The 28-year-old stage manager and performer who is terminally ill is holding a living funeral/performance art piece called Taking It To The Grave in Winnipeg, not far from where he grew up.
Over the course of two, two-hour performances, he’ll invite 100 strangers to whisper their secrets to him, help him choose a symbol to represent each secret and then watch as it is tattooed on Henderson’s body.
The former Torontonian was diagnosed with t-cell lymphoblastic lymphoma two years ago, after doctors found a football-sized tumour in his chest. It became incurable one year ago.
Having come to terms with his terminal diagnosis, Henderson, an ebullient performance art lover with a flare for the dramatic, hopes to give these strangers the same release he now feels by letting them confide in him.
“Death has been the greatest gift of my life because it allowed me to fully embrace my true and honest self,” said Henderson, a gay man who, after the diagnosis, was drawn into deep introspection and now identifies as genderqueer, meaning he feels both male and female.
“Everything comes into perspective pretty quickly (when you’re dying). All you can be is your best self.”
When Henderson was given his terminal diagnosis in August 2015, his immediate reaction was shock and sadness, but within 15 minutes, he was cracking jokes.

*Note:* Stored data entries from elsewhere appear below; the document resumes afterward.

//! Application configuration.
//!
//! Aggregates configuration from all modules into a single Config struct
//! that can be loaded from YAML files or environment variables.

use serde::Deserialize;

use crate::bus::TransportConfig;
use crate::report::ReportConfig;
use crate::source::SourceConfig;

/// Default configuration file name.
pub const DEFAULT_CONFIG_FILE: &str = "tandem.yaml";
/// Environment variable for configuration file path.
pub const CONFIG_ENV_VAR: &str = "TANDEM_CONFIG";
/// Prefix for configuration environment variables.
pub const CONFIG_ENV_PREFIX: &str = "TANDEM";
/// Environment variable for logging configuration.
pub const LOG_ENV_VAR: &str = "TANDEM_LOG";

/// Default channel for the first processor.
pub const DEFAULT_PROCESSOR_A_CHANNEL: &str = "worker1";
/// Default channel for the second processor.
pub const DEFAULT_PROCESSOR_B_CHANNEL: &str = "worker2";
/// Default channel the processors report results on.
pub const DEFAULT_AGGREGATION_CHANNEL: &str = "validation";

/// Errors raised while loading configuration.
#[derive(Debug, thiserror::Error)]
pub enum ConfigError {
    #[error("Failed to load config: {0}")]
    Load(#[from] ::config::ConfigError),

    #[error("Invalid config: {0}")]
    Invalid(String),
}

/// Names of the three channels the pipeline runs over.
#[derive(Debug, Clone, PartialEq, Eq, Deserialize)]
#[serde(default)]
pub struct ChannelsConfig {
    pub processor_a: String,
    pub processor_b: String,
    pub aggregation: String,
}

impl Default for ChannelsConfig {
    fn default() -> Self {
        Self {
            processor_a: DEFAULT_PROCESSOR_A_CHANNEL.to_string(),
            processor_b: DEFAULT_PROCESSOR_B_CHANNEL.to_string(),
            aggregation: DEFAULT_AGGREGATION_CHANNEL.to_string(),
        }
    }
}

impl ChannelsConfig {
    fn validate(&self) -> Result<(), ConfigError> {
        let names = [&self.processor_a, &self.processor_b, &self.aggregation];
        if names.iter().any(|n| n.trim().is_empty()) {
            return Err(ConfigError::Invalid("channel names must not be empty".to_string()));
        }
        if self.processor_a == self.processor_b
            || self.processor_a == self.aggregation
            || self.processor_b == self.aggregation
        {
            return Err(ConfigError::Invalid(format!(
                "channel names must be distinct, got {}, {} and {}",
                self.processor_a, self.processor_b, self.aggregation
            )));
        }
        Ok(())
    }
}

/// Default aggregator idle timeout.
pub const DEFAULT_IDLE_TIMEOUT_SECS: u64 = 60;

/// Aggregator termination settings.
#[derive(Debug, Clone, PartialEq, Eq, Deserialize)]
#[serde(default)]
pub struct AggregationConfig {
    /// Results expected per dispatched record; the termination budget is
    /// `records * budget_multiplier`.
    pub budget_multiplier: usize,
    /// Give up waiting after this long without a result. A result that
    /// never arrives (failed scoring, lost message) otherwise keeps the run
    /// open forever; set to null to wait indefinitely.
    pub idle_timeout_secs: Option<u64>,
}

impl Default for AggregationConfig {
    fn default() -> Self {
        Self {
            budget_multiplier: 2,
            idle_timeout_secs: Some(DEFAULT_IDLE_TIMEOUT_SECS),
        }
    }
}

impl AggregationConfig {
    /// Termination budget for a run over `records` records.
    pub fn budget_for(&self, records: usize) -> usize {
        records.saturating_mul(self.budget_multiplier)
    }

    pub fn idle_timeout(&self) -> Option<std::time::Duration> {
        self.idle_timeout_secs.map(std::time::Duration::from_secs)
    }
}

/// Top-level configuration.
#[derive(Debug, Clone, Default, Deserialize)]
#[serde(default)]
pub struct Config {
    pub transport: TransportConfig,
    pub channels: ChannelsConfig,
    pub aggregation: AggregationConfig,
    pub source: SourceConfig,
    pub report: ReportConfig,
}

impl Config {
    /// Load configuration from file and environment.
    ///
    /// Sources, later overriding earlier:
    /// - `tandem.yaml` in the working directory (optional)
    /// - `path`, usually from `--config` (required when given)
    /// - file named by `TANDEM_CONFIG` (required when set)
    /// - `TANDEM__SECTION__KEY` environment variables
    pub fn load(path: Option<&str>) -> Result<Self, ConfigError> {
        use ::config::{Config as ConfigLib, Environment, File, FileFormat};

        let mut builder = ConfigLib::builder()
            .add_source(File::new(DEFAULT_CONFIG_FILE, FileFormat::Yaml).required(false));

        if let Some(config_path) = path {
            builder = builder.add_source(File::new(config_path, FileFormat::Yaml).required(true));
        }

        if let Ok(config_path) = std::env::var(CONFIG_ENV_VAR) {
            builder = builder.add_source(File::new(&config_path, FileFormat::Yaml).required(true));
        }

        let config: Config = builder
            .add_source(
                Environment::with_prefix(CONFIG_ENV_PREFIX)
                    .prefix_separator("__")
                    .separator("__")
                    .try_parsing(true),
            )
            .build()?
            .try_deserialize()?;

        config.validate()?;
        Ok(config)
    }

    /// Check cross-field constraints serde cannot express.
    pub fn validate(&self) -> Result<(), ConfigError> {
        self.channels.validate()?;
        if self.aggregation.budget_multiplier == 0 {
            return Err(ConfigError::Invalid(
                "aggregation.budget_multiplier must be at least 1".to_string(),
            ));
        }
        if self.aggregation.idle_timeout_secs == Some(0) {
            return Err(ConfigError::Invalid(
                "aggregation.idle_timeout_secs must be at least 1".to_string(),
            ));
        }
        Ok(())
    }

    /// Create config for testing.
    pub fn for_test() -> Self {
        Self::default()
    }
}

“I was like ‘What’s the age all the rock stars die at?’” he recalled referring to Kurt Cobain, Jimi Hendrix and other celebrities who died at age 27. He was 26 at the time. “It was like aiming to get into the 27 Club. I was already making light of it.”
At the Friday evening and Sunday afternoon performances, up to 50 family, friends and strangers will enter the softly lit Aceart inc. gallery to find Henderson perched in his seat of honour — a giant champagne bottle that he and his team crafted from white tulle and chicken wire — in the centre of the room, surrounded by trinkets and pictures in gold frames.
Champagne is his favourite drink, he says, and the universal symbol for celebration.
There will be a manicure bar, cushions and cuddle spaces to “rest in peace,” — a nod to his dark sense of humour — and plenty of glitter and shimmery gauze. Hundreds of finger-sized gold foil rectangles will carpet the floor and Eroca Nicols, a choreographer and a collaborator on his project, will sweep the squares throughout the performance. She’ll also dance.
One by one, guests meandering around the room can approach Henderson to whisper their secrets, then watch as Toronto tattoo artist Carly Boyce inks the secret symbols on his skin. At the finale, family and friends will cleanse Henderson with small cupfuls of champagne as he sits in a kiddie pool. Audience members can cleanse him too, with water.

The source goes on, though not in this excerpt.